What is age-related macular degeneration (AMD)?
Age-related macular degeneration (AMD) is a degenerative disease of the central area of the retina (the macula), and is the most frequent cause of irreversible and severe vision loss in patients over 60 years of age in the countries developed.
The disease usually begins in one eye, and later appears in the contralateral eye, making the patient unaware of the disease, unless the healthy eye is covered when the other is already diseased.
Why does AMD occur?
There are factors that predispose to the appearance of amd, such as age, genetic predisposition, solar radiation, smoking, an unbalanced diet, and other factors such as diabetes mellitus, high blood pressure, or high lipid and cholesterol levels.
Eye with AMD
How does AMD manifest?
In AMD there is a loss of central vision due to the involvement of the macula, making it difficult to carry out activities of daily living such as reading, watching television, driving… On the other hand, other symptoms such as:
There are two variants of AMD:
ATROPHIC OR DRY AMD: it is the most frequent amd (80%). It has a slow evolution, in which the macula loses cells that do not regenerate (it atrophies). There is no known treatment with successful results. Antioxidant vitamin supplements are often given as prevention, which can slow the progression of the disease if started early enough, but do not improve vision.

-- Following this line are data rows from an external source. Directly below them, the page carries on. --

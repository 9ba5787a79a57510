//! Configuration error types.

/// Errors that can occur when loading, saving, parsing or validating configuration.
#[derive(Debug, thiserror::Error)]
pub enum ConfigError {
    /// Failed to read the config file from disk.
    #[error("failed to read config: {0}")]
    ReadError(#[source] std::io::Error),

    /// Failed to write the config file to disk.
    #[error("failed to write config: {0}")]
    WriteError(#[source] std::io::Error),

    /// Failed to parse RON content.
    #[error("failed to parse config: {0}")]
    ParseError(#[source] ron::error::SpannedError),

    /// Failed to serialize config to RON.
    #[error("failed to serialize config: {0}")]
    SerializeError(#[source] ron::Error),

    /// A value is outside the range the netcode can run with.
    #[error("invalid value for `{field}`: {reason}")]
    Invalid {
        /// Dotted path of the offending field.
        field: &'static str,
        /// What is wrong with it.
        reason: String,
    },
}
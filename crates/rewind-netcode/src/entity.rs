//! Networked entities and per-frame driving.
//!
//! A [`NetworkedEntity`] owns the pieces its role needs: a server (or host)
//! runs a [`ServerAuthority`], the owning client runs a [`ClientPredictor`]
//! and a [`Reconciler`]. One [`NetworkedEntity::tick`] call per frame
//! advances its clock and runs, for every tick consumed, the server step
//! followed by the client step.

use std::collections::BTreeMap;

use rewind_net::{
    Endpoint, EntityId, Envelope, InputPayload, Message, StatePayload, Tick, Transport,
};

use crate::authority::{InputSender, ServerAuthority};
use crate::clock::TickClock;
use crate::input::{InputSource, ScriptedInput};
use crate::movement::MovementSimulator;
use crate::prediction::ClientPredictor;
use crate::reconciliation::{ReconcileOutcome, Reconciler, RewindSource};
use crate::session::{ClientId, Role, Session};

/// Errors from managing a set of entities.
#[derive(Debug, Clone, PartialEq, Eq, thiserror::Error)]
pub enum EntityError {
    /// An entity with this id is already in the set.
    #[error("{0} is already spawned")]
    AlreadySpawned(EntityId),
}

// ---------------------------------------------------------------------------
// Host loopback
// ---------------------------------------------------------------------------

/// Transport for an entity that is both simulated and owned locally.
///
/// Inputs go straight into the local authority's queue. Broadcasts are taken
/// from the authority's tick result instead, so `send_state` does nothing.
struct HostLoopback<'a> {
    authority: Option<&'a ServerAuthority>,
}

impl Transport for HostLoopback<'_> {
    fn send_input(&self, _entity: EntityId, input: &InputPayload) {
        if let Some(authority) = self.authority {
            authority.enqueue(*input);
        }
    }

    fn send_state(&self, _entity: EntityId, _state: &StatePayload) {}
}

// ---------------------------------------------------------------------------
// NetworkedEntity
// ---------------------------------------------------------------------------

/// One replicated, player-controlled entity.
pub struct NetworkedEntity {
    id: EntityId,
    owner: ClientId,
    role: Role,
    clock: TickClock,
    simulator: MovementSimulator,
    authority: Option<ServerAuthority>,
    predictor: Option<ClientPredictor>,
    reconciler: Reconciler,
    input: Box<dyn InputSource>,
    remote_state: StatePayload,
    last_outcome: Option<ReconcileOutcome>,
}

impl NetworkedEntity {
    /// Creates the entity for `session` at `spawn`.
    ///
    /// The authority exists when the session is a server or host. The
    /// predictor exists only when the session owns the entity; `input` is
    /// what drives it (idle if `None`).
    pub fn spawn(
        session: &Session,
        id: EntityId,
        owner: ClientId,
        spawn: StatePayload,
        input: Option<Box<dyn InputSource>>,
    ) -> Self {
        let config = session.config();
        let capacity = config.simulation.ring_capacity;

        let authority = session.is_server().then(|| {
            ServerAuthority::new(id, capacity, spawn, config.reconciliation.input_ordering)
        });
        let predictor = session
            .owns(owner)
            .then(|| ClientPredictor::new(id, capacity, spawn));

        tracing::debug!(
            entity = %id,
            %owner,
            role = ?session.role(),
            authority = authority.is_some(),
            predicted = predictor.is_some(),
            "spawned"
        );

        Self {
            id,
            owner,
            role: session.role(),
            clock: TickClock::from_config(&config.simulation),
            simulator: session.movement_simulator(),
            authority,
            predictor,
            reconciler: Reconciler::new(config.reconciliation.threshold),
            input: input.unwrap_or_else(|| Box::new(ScriptedInput::idle())),
            remote_state: spawn,
            last_outcome: None,
        }
    }

    /// Advances the clock by `elapsed_secs` and runs every tick that became
    /// due. Returns the number of ticks run.
    pub fn tick(&mut self, elapsed_secs: f64, transport: &dyn Transport) -> usize {
        self.clock.advance(elapsed_secs);
        let mut ticks = 0;
        while self.clock.consume_tick() {
            self.run_tick(self.clock.tick(), transport);
            ticks += 1;
        }
        ticks
    }

    fn run_tick(&mut self, tick: Tick, transport: &dyn Transport) {
        let hosted = self.authority.is_some() && self.predictor.is_some();

        // Server step.
        if let Some(authority) = &mut self.authority {
            if hosted {
                let result =
                    authority.process_tick(&self.simulator, &HostLoopback { authority: None });
                if let Some(state) = result.broadcast {
                    self.reconciler.receive(state);
                }
            } else {
                authority.process_tick(&self.simulator, transport);
            }
        }

        // Client step: settle the newest authoritative state, then predict.
        let Some(predictor) = &mut self.predictor else {
            return;
        };
        if self.reconciler.has_pending() {
            let source = match &self.authority {
                Some(authority) => RewindSource::HostHistory(authority.states()),
                None => RewindSource::Authoritative,
            };
            let outcome = self
                .reconciler
                .reconcile(predictor, &self.simulator, tick, source);
            self.last_outcome = Some(outcome);
        }

        let sample = self.input.sample();
        if hosted {
            let loopback = HostLoopback {
                authority: self.authority.as_ref(),
            };
            predictor.predict_tick(tick, sample, &self.simulator, &loopback);
        } else {
            predictor.predict_tick(tick, sample, &self.simulator, transport);
        }
    }

    /// Hands an authoritative state received from the network to the entity.
    ///
    /// The owner reconciles it on its next tick; any other client just
    /// displays it.
    pub fn receive_state(&mut self, state: StatePayload) {
        if self.predictor.is_some() {
            self.reconciler.receive(state);
        } else if state.tick >= self.remote_state.tick {
            self.remote_state = state;
        }
    }

    /// Queues an input received from the network. Returns `false` if this
    /// process is not authoritative for the entity.
    pub fn deliver_input(&mut self, input: InputPayload) -> bool {
        match &self.authority {
            Some(authority) => {
                authority.enqueue(input);
                true
            }
            None => false,
        }
    }

    /// A handle for feeding inputs from another thread.
    pub fn input_sender(&self) -> Option<InputSender> {
        self.authority.as_ref().map(ServerAuthority::input_sender)
    }

    /// The state to present: the prediction when owned, the authoritative
    /// state on a server, the last received state otherwise.
    pub fn transform(&self) -> &StatePayload {
        if let Some(predictor) = &self.predictor {
            predictor.current()
        } else if let Some(authority) = &self.authority {
            authority.current()
        } else {
            &self.remote_state
        }
    }

    pub fn id(&self) -> EntityId {
        self.id
    }

    pub fn owner(&self) -> ClientId {
        self.owner
    }

    pub fn role(&self) -> Role {
        self.role
    }

    pub fn clock(&self) -> &TickClock {
        &self.clock
    }

    pub fn simulator(&self) -> &MovementSimulator {
        &self.simulator
    }

    pub fn predictor(&self) -> Option<&ClientPredictor> {
        self.predictor.as_ref()
    }

    pub fn authority(&self) -> Option<&ServerAuthority> {
        self.authority.as_ref()
    }

    /// Mutable authority, for gameplay code that overrides state.
    pub fn authority_mut(&mut self) -> Option<&mut ServerAuthority> {
        self.authority.as_mut()
    }

    pub fn reconciler(&self) -> &Reconciler {
        &self.reconciler
    }

    /// Outcome of the most recent reconcile attempt.
    pub fn last_outcome(&self) -> Option<ReconcileOutcome> {
        self.last_outcome
    }
}

// ---------------------------------------------------------------------------
// EntitySet
// ---------------------------------------------------------------------------

/// All entities known to one process, with message routing.
#[derive(Default)]
pub struct EntitySet {
    entities: BTreeMap<EntityId, NetworkedEntity>,
}

impl EntitySet {
    pub fn new() -> Self {
        Self::default()
    }

    /// Adds `entity`. Fails if its id is taken.
    pub fn insert(&mut self, entity: NetworkedEntity) -> Result<(), EntityError> {
        let id = entity.id();
        if self.entities.contains_key(&id) {
            return Err(EntityError::AlreadySpawned(id));
        }
        self.entities.insert(id, entity);
        Ok(())
    }

    pub fn remove(&mut self, id: EntityId) -> Option<NetworkedEntity> {
        self.entities.remove(&id)
    }

    /// Routes one decoded message to its entity. Returns `false` if the
    /// entity is unknown or cannot take the message.
    pub fn deliver(&mut self, envelope: Envelope) -> bool {
        let Some(entity) = self.entities.get_mut(&envelope.entity) else {
            tracing::trace!(entity = %envelope.entity, "message for unknown entity");
            return false;
        };
        match envelope.message {
            Message::InputSubmit(input) => entity.deliver_input(input),
            Message::StateBroadcast(state) => {
                entity.receive_state(state);
                true
            }
        }
    }

    /// Polls `endpoint` and delivers everything that arrived. Returns the
    /// number of messages routed.
    pub fn pump(&mut self, endpoint: &mut Endpoint) -> usize {
        let mut delivered = 0;
        for envelope in endpoint.poll() {
            if self.deliver(envelope) {
                delivered += 1;
            }
        }
        delivered
    }

    /// Ticks every entity. Returns the total number of ticks run.
    pub fn tick(&mut self, elapsed_secs: f64, transport: &dyn Transport) -> usize {
        self.entities
            .values_mut()
            .map(|entity| entity.tick(elapsed_secs, transport))
            .sum()
    }

    pub fn get(&self, id: EntityId) -> Option<&NetworkedEntity> {
        self.entities.get(&id)
    }

    pub fn get_mut(&mut self, id: EntityId) -> Option<&mut NetworkedEntity> {
        self.entities.get_mut(&id)
    }

    pub fn len(&self) -> usize {
        self.entities.len()
    }

    pub fn is_empty(&self) -> bool {
        self.entities.is_empty()
    }

    pub fn iter(&self) -> impl Iterator<Item = &NetworkedEntity> {
        self.entities.values()
    }
}

#[cfg(test)]
#[path = "entity_tests.rs"]
mod tests;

THE EXUDATIVE OR WET AMD: rapid vision loss occurs due to the growth of blood vessels that allow the passage of blood and fluids to the macula. In wet AMD, several antiangiogenic drugs are available, they slow down the growth of blood vessels and therefore stop the evolution of the disease. These drugs are given as intravitreal injections.
Being a degenerative disease associated with the passing of the years, it cannot be prevented.
However, measures can be taken in patients who have a greater predisposition to suffer amd (smokers, diabetics, hypertensive…), modifying lifestyle: control diet, exercise, keep good control of underlying pathologies such as diabetes or hypertension, and undergo periodic eye examinations from the age of 50.
It appears after the age of 50 due to the aging of the macula.
Loss of central vision (difficulty driving, reading, writing, watching television…).
It is advisable to perform an annual ophthalmological review after the age of 50.
Healthy diet, rich in vitamins and antioxidants, avoid tobacco.